======== Extracted records ========

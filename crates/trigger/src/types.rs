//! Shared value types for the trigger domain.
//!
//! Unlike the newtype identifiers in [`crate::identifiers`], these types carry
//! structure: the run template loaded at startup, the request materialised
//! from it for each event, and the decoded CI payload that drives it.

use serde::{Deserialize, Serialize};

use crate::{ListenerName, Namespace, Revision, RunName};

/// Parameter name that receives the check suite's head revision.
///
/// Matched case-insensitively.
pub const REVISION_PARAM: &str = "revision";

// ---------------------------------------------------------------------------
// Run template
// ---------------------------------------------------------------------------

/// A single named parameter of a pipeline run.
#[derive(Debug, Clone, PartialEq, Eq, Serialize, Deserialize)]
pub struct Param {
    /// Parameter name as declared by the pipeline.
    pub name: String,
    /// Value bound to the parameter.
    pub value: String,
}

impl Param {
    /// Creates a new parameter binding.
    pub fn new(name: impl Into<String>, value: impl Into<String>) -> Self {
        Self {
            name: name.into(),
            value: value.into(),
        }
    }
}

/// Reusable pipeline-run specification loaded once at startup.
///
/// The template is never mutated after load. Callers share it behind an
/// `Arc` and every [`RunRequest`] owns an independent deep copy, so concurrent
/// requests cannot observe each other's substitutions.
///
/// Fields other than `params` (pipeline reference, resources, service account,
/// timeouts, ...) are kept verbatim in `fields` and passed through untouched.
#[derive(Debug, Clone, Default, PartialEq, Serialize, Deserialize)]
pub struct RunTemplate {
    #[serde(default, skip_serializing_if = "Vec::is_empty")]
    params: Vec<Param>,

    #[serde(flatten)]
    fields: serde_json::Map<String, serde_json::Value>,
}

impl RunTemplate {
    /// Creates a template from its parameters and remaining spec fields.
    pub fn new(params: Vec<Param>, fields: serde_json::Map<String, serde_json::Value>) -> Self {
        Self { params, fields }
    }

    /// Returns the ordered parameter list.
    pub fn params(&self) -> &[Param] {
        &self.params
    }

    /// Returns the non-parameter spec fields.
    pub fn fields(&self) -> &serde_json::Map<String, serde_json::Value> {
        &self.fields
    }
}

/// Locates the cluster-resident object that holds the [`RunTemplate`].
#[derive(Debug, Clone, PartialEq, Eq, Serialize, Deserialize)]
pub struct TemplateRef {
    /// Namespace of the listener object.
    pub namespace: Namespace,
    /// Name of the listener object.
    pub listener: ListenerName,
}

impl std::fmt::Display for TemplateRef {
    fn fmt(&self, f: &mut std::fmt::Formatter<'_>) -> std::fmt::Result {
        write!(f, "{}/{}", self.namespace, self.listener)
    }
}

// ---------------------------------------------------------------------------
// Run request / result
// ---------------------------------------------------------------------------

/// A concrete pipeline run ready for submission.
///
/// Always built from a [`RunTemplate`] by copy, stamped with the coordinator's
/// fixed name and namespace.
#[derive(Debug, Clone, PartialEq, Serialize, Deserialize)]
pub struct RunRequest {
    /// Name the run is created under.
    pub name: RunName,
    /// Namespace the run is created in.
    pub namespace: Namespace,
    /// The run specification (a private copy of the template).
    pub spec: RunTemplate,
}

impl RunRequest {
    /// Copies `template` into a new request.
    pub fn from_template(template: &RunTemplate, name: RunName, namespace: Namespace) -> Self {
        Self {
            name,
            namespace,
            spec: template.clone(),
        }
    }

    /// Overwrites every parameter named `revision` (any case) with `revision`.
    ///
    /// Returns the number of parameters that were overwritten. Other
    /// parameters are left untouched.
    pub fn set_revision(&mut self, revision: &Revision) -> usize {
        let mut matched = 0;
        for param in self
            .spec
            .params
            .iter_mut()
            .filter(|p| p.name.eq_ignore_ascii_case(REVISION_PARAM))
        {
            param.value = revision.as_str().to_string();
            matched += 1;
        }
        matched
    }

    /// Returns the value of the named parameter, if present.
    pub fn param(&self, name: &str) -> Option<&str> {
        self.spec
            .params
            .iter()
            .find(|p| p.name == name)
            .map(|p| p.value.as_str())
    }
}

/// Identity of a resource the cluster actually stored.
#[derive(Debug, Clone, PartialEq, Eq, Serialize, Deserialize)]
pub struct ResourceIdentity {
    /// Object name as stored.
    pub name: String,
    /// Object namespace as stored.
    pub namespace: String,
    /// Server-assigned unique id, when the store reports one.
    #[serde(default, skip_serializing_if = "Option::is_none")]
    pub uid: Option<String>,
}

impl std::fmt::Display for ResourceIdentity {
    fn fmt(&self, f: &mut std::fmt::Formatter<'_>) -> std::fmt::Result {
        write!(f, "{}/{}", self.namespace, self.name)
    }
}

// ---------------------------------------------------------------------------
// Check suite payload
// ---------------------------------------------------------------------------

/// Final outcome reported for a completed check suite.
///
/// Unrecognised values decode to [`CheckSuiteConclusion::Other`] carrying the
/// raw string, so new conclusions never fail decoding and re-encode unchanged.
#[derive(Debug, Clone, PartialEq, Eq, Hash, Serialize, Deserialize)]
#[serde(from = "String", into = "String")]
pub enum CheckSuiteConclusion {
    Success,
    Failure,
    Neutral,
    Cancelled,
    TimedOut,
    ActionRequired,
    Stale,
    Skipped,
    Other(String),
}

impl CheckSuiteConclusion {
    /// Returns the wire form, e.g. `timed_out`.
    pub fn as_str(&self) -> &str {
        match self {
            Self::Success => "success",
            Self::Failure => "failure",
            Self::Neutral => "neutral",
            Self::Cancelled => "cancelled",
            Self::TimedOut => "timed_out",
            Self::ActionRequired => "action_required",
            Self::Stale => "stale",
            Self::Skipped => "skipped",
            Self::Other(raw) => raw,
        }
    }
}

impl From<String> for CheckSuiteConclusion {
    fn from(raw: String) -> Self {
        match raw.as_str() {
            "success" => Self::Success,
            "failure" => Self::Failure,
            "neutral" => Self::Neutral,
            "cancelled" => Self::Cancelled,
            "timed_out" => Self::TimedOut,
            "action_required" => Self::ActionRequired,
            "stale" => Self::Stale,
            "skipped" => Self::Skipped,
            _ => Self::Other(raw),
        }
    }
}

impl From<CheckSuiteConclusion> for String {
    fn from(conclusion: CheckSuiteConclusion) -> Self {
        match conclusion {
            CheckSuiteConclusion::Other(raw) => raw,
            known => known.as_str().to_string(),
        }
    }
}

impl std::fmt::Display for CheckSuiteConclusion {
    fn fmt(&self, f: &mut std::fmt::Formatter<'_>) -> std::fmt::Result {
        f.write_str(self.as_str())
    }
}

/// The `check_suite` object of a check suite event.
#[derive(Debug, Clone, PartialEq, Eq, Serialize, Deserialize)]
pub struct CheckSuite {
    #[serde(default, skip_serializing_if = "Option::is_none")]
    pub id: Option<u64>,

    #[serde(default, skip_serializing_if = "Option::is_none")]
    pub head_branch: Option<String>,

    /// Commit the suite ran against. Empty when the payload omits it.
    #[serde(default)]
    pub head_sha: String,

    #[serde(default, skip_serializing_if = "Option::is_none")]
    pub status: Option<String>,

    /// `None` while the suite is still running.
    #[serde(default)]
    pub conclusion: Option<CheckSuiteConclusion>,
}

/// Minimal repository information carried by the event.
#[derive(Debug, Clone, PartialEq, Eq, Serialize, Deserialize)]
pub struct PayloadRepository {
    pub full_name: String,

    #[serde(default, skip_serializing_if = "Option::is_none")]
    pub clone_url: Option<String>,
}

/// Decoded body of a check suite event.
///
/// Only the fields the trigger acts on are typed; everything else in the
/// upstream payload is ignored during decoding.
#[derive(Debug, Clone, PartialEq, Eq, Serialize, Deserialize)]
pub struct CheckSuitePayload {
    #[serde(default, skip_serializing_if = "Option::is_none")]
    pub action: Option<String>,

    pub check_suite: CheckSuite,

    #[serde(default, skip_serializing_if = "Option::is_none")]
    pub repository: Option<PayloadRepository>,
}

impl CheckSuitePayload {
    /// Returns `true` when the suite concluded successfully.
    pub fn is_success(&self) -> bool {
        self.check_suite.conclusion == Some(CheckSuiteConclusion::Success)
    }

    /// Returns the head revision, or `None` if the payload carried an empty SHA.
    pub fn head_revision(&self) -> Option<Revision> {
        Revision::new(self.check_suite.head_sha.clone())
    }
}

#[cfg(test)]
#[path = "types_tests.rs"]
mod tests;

========

▶ [Aim of the exercise] Work through the data above and give the number of lines in which "Cancelled" appears; add nothing else.

▶ [Exercise output] 3